* _Stored entries_

//! Security configuration and middleware
//!
//! Handles the open and secret-key security modes. Secret-key is the default:
//! every request must carry the key as `Authorization: Bearer <key>` or in the
//! `x-api-key` header. Open mode is an explicit opt-in for local development.

use crate::api::ApiError;
use crate::config::{SecurityConfig, SecurityMode, ServerConfigError};
use axum::extract::{Request, State};
use axum::http::HeaderMap;
use axum::middleware::Next;
use axum::response::{IntoResponse, Response};
use std::sync::Arc;
use tracing::warn;

/// Security middleware state
#[derive(Debug, Clone)]
pub struct SecurityState {
    mode: SecurityMode,
    secret_key: Option<Arc<str>>,
}

impl SecurityState {
    /// Build from configuration; SECRET_KEY in the environment wins over the file
    pub fn new(config: SecurityConfig) -> Self {
        let secret_key = std::env::var("SECRET_KEY").ok().or(config.secret_key);
        Self::with_key(config.mode, secret_key)
    }

    pub fn with_key(mode: SecurityMode, secret_key: Option<String>) -> Self {
        Self {
            mode,
            secret_key: secret_key.filter(|k| !k.is_empty()).map(Arc::from),
        }
    }

    /// No authentication at all
    pub fn open() -> Self {
        Self::with_key(SecurityMode::Open, None)
    }

    pub fn mode(&self) -> SecurityMode {
        self.mode
    }

    /// Refuse a secret-key setup that no request could ever pass
    pub fn ensure_configured(&self) -> Result<(), ServerConfigError> {
        if self.mode == SecurityMode::SecretKey && self.secret_key.is_none() {
            return Err(ServerConfigError::InvalidConfig(
                "security mode is secret-key but no key is set; set SECRET_KEY or [security] secret_key, \
                 or opt into mode = \"open\" for local development"
                    .to_string(),
            ));
        }
        Ok(())
    }

    /// Whether the request headers carry the configured key
    pub fn authorize(&self, headers: &HeaderMap) -> bool {
        match self.mode {
            SecurityMode::Open => true,
            SecurityMode::SecretKey => {
                // Without a configured key nothing can authenticate
                let Some(expected) = self.secret_key.as_deref() else {
                    return false;
                };
                presented_key(headers).is_some_and(|key| keys_match(key.as_bytes(), expected.as_bytes()))
            }
        }
    }
}

/// Compare keys without short-circuiting on the first differing byte
fn keys_match(presented: &[u8], expected: &[u8]) -> bool {
    if presented.len() != expected.len() {
        return false;
    }
    presented
        .iter()
        .zip(expected)
        .fold(0u8, |diff, (a, b)| diff | (a ^ b))
        == 0
}

fn presented_key(headers: &HeaderMap) -> Option<&str> {
    if let Some(key) = headers
        .get("authorization")
        .and_then(|v| v.to_str().ok())
        .and_then(|v| v.strip_prefix("Bearer "))
    {
        return Some(key.trim());
    }

    headers
        .get("x-api-key")
        .and_then(|v| v.to_str().ok())
        .map(str::trim)
}

/// Security middleware for Axum
pub async fn security_middleware(
    State(state): State<Arc<SecurityState>>,
    request: Request,
    next: Next,
) -> Response {
    if state.authorize(request.headers()) {
        return next.run(request).await;
    }

    warn!(
        path = %request.uri().path(),
        "Unauthorized request - missing or invalid API key"
    );
    ApiError::Unauthorized("missing or invalid API key".to_string()).into_response()
}
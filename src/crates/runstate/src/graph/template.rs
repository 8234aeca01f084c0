//! Graph template types
//!
//! A template is a DAG of vertices ("identifiers"), each instantiating a
//! registered node and wiring static inputs or references to upstream outputs.

use serde::{Deserialize, Serialize};
use serde_json::{Map, Value};
use std::collections::{BTreeMap, BTreeSet, VecDeque};

use crate::executor::RetryConfig;

/// One vertex of a graph template
#[derive(Debug, Clone, PartialEq, Serialize, Deserialize)]
pub struct GraphNodeSpec {
    /// Registered node this vertex runs
    pub node_name: String,

    /// Vertex id, unique within the template
    pub identifier: String,

    /// Static inputs; string values may hold `${{ identifier.field }}` references
    #[serde(default)]
    pub inputs: Map<String, Value>,

    /// Successor vertices
    #[serde(default, alias = "next_nodes")]
    pub next_node_identifiers: Vec<String>,
}

impl GraphNodeSpec {
    pub fn new(identifier: impl Into<String>, node_name: impl Into<String>) -> Self {
        Self {
            node_name: node_name.into(),
            identifier: identifier.into(),
            inputs: Map::new(),
            next_node_identifiers: Vec::new(),
        }
    }

    /// Builder method to add a static input or reference
    pub fn with_input(mut self, field: impl Into<String>, value: Value) -> Self {
        self.inputs.insert(field.into(), value);
        self
    }

    /// Builder method to add a successor vertex
    pub fn with_next(mut self, identifier: impl Into<String>) -> Self {
        self.next_node_identifiers.push(identifier.into());
        self
    }
}

/// The user-supplied part of a template (what an upsert carries)
#[derive(Debug, Clone, Default, PartialEq, Serialize, Deserialize)]
pub struct GraphDefinition {
    /// Vertices of the graph
    pub nodes: Vec<GraphNodeSpec>,

    /// Secret values available to the graph's nodes
    #[serde(default)]
    pub secrets: BTreeMap<String, String>,

    /// Overrides the engine's retry policy for runs of this graph
    #[serde(default, skip_serializing_if = "Option::is_none")]
    pub retry_policy: Option<RetryConfig>,
}

/// A stored, versioned graph template
#[derive(Debug, Clone, PartialEq, Serialize, Deserialize)]
pub struct GraphTemplate {
    pub namespace: String,
    pub name: String,
    pub version: i64,
    pub nodes: Vec<GraphNodeSpec>,
    pub secrets: BTreeMap<String, String>,
    pub retry_policy: Option<RetryConfig>,
    pub created_at: String,
}

impl GraphTemplate {
    /// Look up a vertex by identifier
    pub fn node(&self, identifier: &str) -> Option<&GraphNodeSpec> {
        self.nodes.iter().find(|n| n.identifier == identifier)
    }

    /// Identifiers that list `identifier` among their successors, sorted
    pub fn upstream(&self, identifier: &str) -> Vec<String> {
        upstream_of(&self.nodes, identifier)
    }

    /// Whether the vertex has no upstream vertices and can start a run
    pub fn is_entry(&self, identifier: &str) -> bool {
        self.upstream(identifier).is_empty()
    }

    /// Effective retry policy, falling back to the engine default
    pub fn retry_policy_or<'a>(&'a self, default: &'a RetryConfig) -> &'a RetryConfig {
        self.retry_policy.as_ref().unwrap_or(default)
    }
}

/// Sorted in-edges of a vertex
pub fn upstream_of(nodes: &[GraphNodeSpec], identifier: &str) -> Vec<String> {
    let mut upstream: Vec<String> = nodes
        .iter()
        .filter(|n| n.next_node_identifiers.iter().any(|next| next == identifier))
        .map(|n| n.identifier.clone())
        .collect();
    upstream.sort();
    upstream.dedup();
    upstream
}

/// Reverse breadth-first walk over in-edges
pub fn ancestors_of(nodes: &[GraphNodeSpec], identifier: &str) -> BTreeSet<String> {
    let mut seen = BTreeSet::new();
    let mut queue: VecDeque<String> = upstream_of(nodes, identifier).into();

    while let Some(current) = queue.pop_front() {
        if seen.insert(current.clone()) {
            queue.extend(upstream_of(nodes, &current));
        }
    }

    seen
}
//! Node registry repository

use sqlx::{Executor, Sqlite};

use crate::db::models::Node;

/// Node repository for registry operations
pub struct NodeRepository;

impl NodeRepository {
    /// Insert or overwrite a node descriptor
    ///
    /// Re-registration replaces both schemas and the secret list but keeps the
    /// original `created_at`.
    pub async fn upsert<'e, E>(
        executor: E,
        namespace: &str,
        name: &str,
        inputs_schema: &str,
        outputs_schema: &str,
        secrets: &str,
        now: &str,
    ) -> Result<Node, sqlx::Error>
    where
        E: Executor<'e, Database = Sqlite>,
    {
        let rows = sqlx::query_as::<_, Node>(
            "INSERT INTO nodes (namespace, name, inputs_schema, outputs_schema, secrets, created_at, updated_at)
             VALUES (?, ?, ?, ?, ?, ?, ?)
             ON CONFLICT (namespace, name) DO UPDATE SET
                inputs_schema = excluded.inputs_schema,
                outputs_schema = excluded.outputs_schema,
                secrets = excluded.secrets,
                updated_at = excluded.updated_at
             RETURNING *",
        )
        .bind(namespace)
        .bind(name)
        .bind(inputs_schema)
        .bind(outputs_schema)
        .bind(secrets)
        .bind(now)
        .bind(now)
        .fetch_all(executor)
        .await?;
        rows.into_iter().next().ok_or(sqlx::Error::RowNotFound)
    }

    /// Get a node descriptor by name
    pub async fn get<'e, E>(
        executor: E,
        namespace: &str,
        name: &str,
    ) -> Result<Option<Node>, sqlx::Error>
    where
        E: Executor<'e, Database = Sqlite>,
    {
        sqlx::query_as::<_, Node>("SELECT * FROM nodes WHERE namespace = ? AND name = ?")
            .bind(namespace)
            .bind(name)
            .fetch_optional(executor)
            .await
    }

    /// List every node registered in a namespace, by name
    pub async fn list<'e, E>(executor: E, namespace: &str) -> Result<Vec<Node>, sqlx::Error>
    where
        E: Executor<'e, Database = Sqlite>,
    {
        sqlx::query_as::<_, Node>("SELECT * FROM nodes WHERE namespace = ? ORDER BY name")
            .bind(namespace)
            .fetch_all(executor)
            .await
    }
}
//! Execution result handling
//!
//! A report moves a `QUEUED` state to `EXECUTED` and, in the same
//! transaction, materializes its successors and settles it at
//! `NEXT_CREATED` or `SUCCESS`. Anything wrong with the outputs or with the
//! successors they would produce is recorded on the state as `ERRORED`
//! instead, leaving the retry decision to the supervisor.

use serde::{Deserialize, Serialize};
use serde_json::{Map, Value};
use std::collections::{BTreeMap, HashMap};
use tracing::{debug, info, warn};
use uuid::Uuid;

use crate::db::models::{NewState, State};
use crate::db::repositories::StateRepository;
use crate::db::{self, DatabaseConnection};
use crate::graph::{references_in_inputs, GraphTemplate};
use crate::schema::validate_against;
use crate::services::fanout::{combinations, resolve_successor_inputs, Finished};
use crate::services::registry::{NodeDescriptor, RegistryService};
use crate::services::templates::TemplateService;
use crate::{EngineError, Result, StateStatus};

/// What a worker reports for a state
#[derive(Debug, Clone, PartialEq, Serialize, Deserialize)]
#[serde(rename_all = "snake_case")]
pub enum ExecutionReport {
    /// One output set per fan-out branch; empty means no successors
    Outputs(Vec<Map<String, Value>>),
    /// The node failed
    Error(String),
}

/// Result of a report
#[derive(Debug, Clone, Serialize)]
pub struct ReportOutcome {
    /// The reported state after the report
    pub state: State,
    /// Successors created by this report
    pub successors: Vec<State>,
}

#[derive(Debug, Clone)]
pub struct ResultService {
    db: DatabaseConnection,
    registry: RegistryService,
    templates: TemplateService,
}

impl ResultService {
    pub fn new(db: DatabaseConnection, registry: RegistryService, templates: TemplateService) -> Self {
        Self {
            db,
            registry,
            templates,
        }
    }

    /// Accept a worker's report for a `QUEUED` state
    ///
    /// Stale or duplicate reports (the state is no longer `QUEUED`) fail with
    /// Conflict and change nothing.
    pub async fn report(&self, namespace: &str, state_id: &str, report: ExecutionReport) -> Result<ReportOutcome> {
        let state = StateRepository::get(self.db.pool(), namespace, state_id)
            .await?
            .ok_or_else(|| EngineError::NotFound(format!("state '{}'", state_id)))?;
        ensure_queued(&state)?;

        let outputs = match report {
            ExecutionReport::Error(message) => {
                warn!(
                    namespace = %namespace,
                    state_id = %state_id,
                    node = %state.node_name,
                    error = %message,
                    "Worker reported failure"
                );
                return self.fail(&state, &message).await;
            }
            ExecutionReport::Outputs(outputs) => outputs,
        };

        if let Err(message) = self.check_outputs(&state, &outputs).await? {
            return self.fail(&state, &message).await;
        }

        let template = self
            .templates
            .get_version(namespace, &state.graph_name, state.graph_version)
            .await?;
        let successor_nodes = self.successor_nodes(&template, &state).await?;

        let now = db::now();
        let mut tx = self.db.pool().begin().await?;

        // Writing first takes the database write lock for the whole
        // transaction, so the join lookups below see every committed report.
        let outputs_json = serde_json::to_string(&outputs)?;
        if !StateRepository::record_outputs(&mut *tx, &state.id, &outputs_json, &now).await? {
            tx.rollback().await?;
            return Err(stale_report(&state.id));
        }

        let next: Vec<String> = template
            .node(&state.identifier)
            .map(|spec| dedup(&spec.next_node_identifiers))
            .unwrap_or_default();

        if next.is_empty() || outputs.is_empty() {
            StateRepository::transition(&mut *tx, &state.id, StateStatus::Executed, StateStatus::Success, &now)
                .await?;
            tx.commit().await?;
            info!(
                namespace = %namespace,
                state_id = %state.id,
                outputs = outputs.len(),
                "State succeeded"
            );
            return self.outcome(namespace, &state.id, Vec::new()).await;
        }

        let reporter = Finished::with_outputs(&state, outputs)?;
        let mut planned: Vec<NewState> = Vec::new();
        let mut failure: Option<String> = None;

        'next: for identifier in &next {
            let Some(spec) = template.node(identifier) else {
                failure = Some(format!("next node '{}' is not in the template", identifier));
                break;
            };
            let Some(node) = successor_nodes.get(&spec.node_name) else {
                failure = Some(format!(
                    "next node '{}' uses unregistered node '{}'",
                    identifier, spec.node_name
                ));
                break;
            };

            let upstream = template.upstream(identifier);
            let mut others: BTreeMap<String, Vec<Finished>> = BTreeMap::new();
            for upstream_id in upstream.iter().filter(|u| **u != state.identifier) {
                let finished = StateRepository::finished_for_identifier(
                    &mut *tx,
                    namespace,
                    &state.run_id,
                    upstream_id,
                )
                .await?;
                let finished = finished
                    .iter()
                    .map(Finished::from_state)
                    .collect::<Result<Vec<_>>>()?;
                others.insert(upstream_id.clone(), finished);
            }

            let combos = combinations(&upstream, &reporter, &others);
            if combos.is_empty() {
                debug!(
                    state_id = %state.id,
                    next = %identifier,
                    "Join still waiting for upstream outputs"
                );
                continue;
            }

            let mut outputs_by_state: HashMap<String, Vec<Map<String, Value>>> = HashMap::new();
            outputs_by_state.insert(reporter.state_id.clone(), reporter.outputs.clone());
            for finished in others.values().flatten() {
                outputs_by_state.insert(finished.state_id.clone(), finished.outputs.clone());
            }

            // Non-immediate ancestors referenced by the successor's inputs
            let mut missing: Vec<String> = Vec::new();
            for combo in &combos {
                for reference in references_in_inputs(&spec.inputs) {
                    if let Some(id) = combo.lineage.parents.get(&reference.identifier) {
                        if !outputs_by_state.contains_key(id) && !missing.contains(id) {
                            missing.push(id.clone());
                        }
                    }
                }
            }
            for ancestor in StateRepository::get_many(&mut *tx, &missing).await? {
                outputs_by_state.insert(ancestor.id.clone(), ancestor.output_sets()?);
            }

            for combo in &combos {
                let inputs = match resolve_successor_inputs(spec, &combo.lineage, &outputs_by_state) {
                    Ok(inputs) => inputs,
                    Err(e) => {
                        failure = Some(format!("next node '{}': {}", identifier, e));
                        break 'next;
                    }
                };
                if let Err(errors) = validate_against(&node.inputs_schema, &inputs) {
                    failure = Some(format!(
                        "next node '{}' inputs: {}",
                        identifier,
                        errors.join(", ")
                    ));
                    break 'next;
                }

                planned.push(NewState {
                    id: Uuid::new_v4().to_string(),
                    run_id: state.run_id.clone(),
                    namespace: state.namespace.clone(),
                    graph_name: state.graph_name.clone(),
                    graph_version: state.graph_version,
                    identifier: identifier.clone(),
                    node_name: spec.node_name.clone(),
                    inputs,
                    parents: combo.lineage.parents.clone(),
                    branch: combo.lineage.branch.clone(),
                    attempt: 0,
                    max_attempts: state.max_attempts,
                    retry_of: None,
                    dedupe_key: Some(combo.dedupe_key(&state.run_id, identifier)),
                    enqueue_after: None,
                });
            }
        }

        if let Some(message) = failure {
            tx.rollback().await?;
            return self.fail(&state, &message).await;
        }

        let mut created = Vec::with_capacity(planned.len());
        for successor in &planned {
            if StateRepository::insert(&mut *tx, successor, &now).await? {
                created.push(successor.id.clone());
            } else {
                debug!(
                    dedupe_key = ?successor.dedupe_key,
                    "Successor already materialized"
                );
            }
        }

        StateRepository::transition(&mut *tx, &state.id, StateStatus::Executed, StateStatus::NextCreated, &now)
            .await?;
        tx.commit().await?;

        info!(
            namespace = %namespace,
            state_id = %state.id,
            outputs = reporter.outputs.len(),
            successors = created.len(),
            "State executed"
        );
        self.outcome(namespace, &state.id, created).await
    }

    /// Inner `Err` carries the problem to record on the state
    async fn check_outputs(
        &self,
        state: &State,
        outputs: &[Map<String, Value>],
    ) -> Result<std::result::Result<(), String>> {
        let Some(node) = self.registry.find(&state.namespace, &state.node_name).await? else {
            return Ok(Err(format!("node '{}' is not registered", state.node_name)));
        };

        for (index, output) in outputs.iter().enumerate() {
            if let Err(errors) = validate_against(&node.outputs_schema, output) {
                return Ok(Err(format!(
                    "output set {} does not match outputs_schema: {}",
                    index,
                    errors.join(", ")
                )));
            }
        }
        Ok(Ok(()))
    }

    /// Descriptors of the nodes the state's successors run, keyed by name
    async fn successor_nodes(
        &self,
        template: &GraphTemplate,
        state: &State,
    ) -> Result<HashMap<String, NodeDescriptor>> {
        let mut nodes = HashMap::new();
        let Some(spec) = template.node(&state.identifier) else {
            return Ok(nodes);
        };

        for identifier in &spec.next_node_identifiers {
            let Some(next) = template.node(identifier) else {
                continue;
            };
            if nodes.contains_key(&next.node_name) {
                continue;
            }
            if let Some(node) = self.registry.find(&state.namespace, &next.node_name).await? {
                nodes.insert(next.node_name.clone(), node);
            }
        }
        Ok(nodes)
    }

    /// Record an execution error: `QUEUED -> ERRORED`
    async fn fail(&self, state: &State, message: &str) -> Result<ReportOutcome> {
        let error = EngineError::Execution(message.to_string()).to_string();
        let won = StateRepository::record_error(
            self.db.pool(),
            &state.id,
            StateStatus::Queued,
            &error,
            &db::now(),
        )
        .await?;
        if !won {
            return Err(stale_report(&state.id));
        }

        let retry = if state.retries_left() { "pending" } else { "exhausted" };
        warn!(
            namespace = %state.namespace,
            state_id = %state.id,
            attempt = state.attempt,
            retry,
            error = %message,
            "State errored"
        );
        self.outcome(&state.namespace, &state.id, Vec::new()).await
    }

    async fn outcome(&self, namespace: &str, state_id: &str, created: Vec<String>) -> Result<ReportOutcome> {
        let state = StateRepository::get(self.db.pool(), namespace, state_id)
            .await?
            .ok_or_else(|| EngineError::NotFound(format!("state '{}'", state_id)))?;

        let mut successors = StateRepository::get_many(self.db.pool(), &created).await?;
        successors.sort_by(|a, b| {
            a.identifier
                .cmp(&b.identifier)
                .then_with(|| a.dedupe_key.cmp(&b.dedupe_key))
        });

        Ok(ReportOutcome { state, successors })
    }
}

fn ensure_queued(state: &State) -> Result<()> {
    let status = state.status()?;
    if status != StateStatus::Queued {
        warn!(
            state_id = %state.id,
            status = %status,
            "Rejected report for state that is not QUEUED"
        );
        return Err(EngineError::Conflict(format!(
            "state '{}' is {}, expected QUEUED",
            state.id, status
        )));
    }
    Ok(())
}

fn stale_report(state_id: &str) -> EngineError {
    EngineError::Conflict(format!("state '{}' was already reported or cancelled", state_id))
}

fn dedup(identifiers: &[String]) -> Vec<String> {
    let mut seen = Vec::with_capacity(identifiers.len());
    for identifier in identifiers {
        if !seen.contains(identifier) {
            seen.push(identifier.clone());
        }
    }
    seen
}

* _Exercise directions_
Check each line above for the string "bind" and return those that contain it.

* _Result of the exercise_
        .bind(namespace)
        .bind(name)
        .bind(inputs_schema)
        .bind(outputs_schema)
        .bind(secrets)
        .bind(now)
        .bind(now)
            .bind(namespace)
            .bind(name)
            .bind(namespace)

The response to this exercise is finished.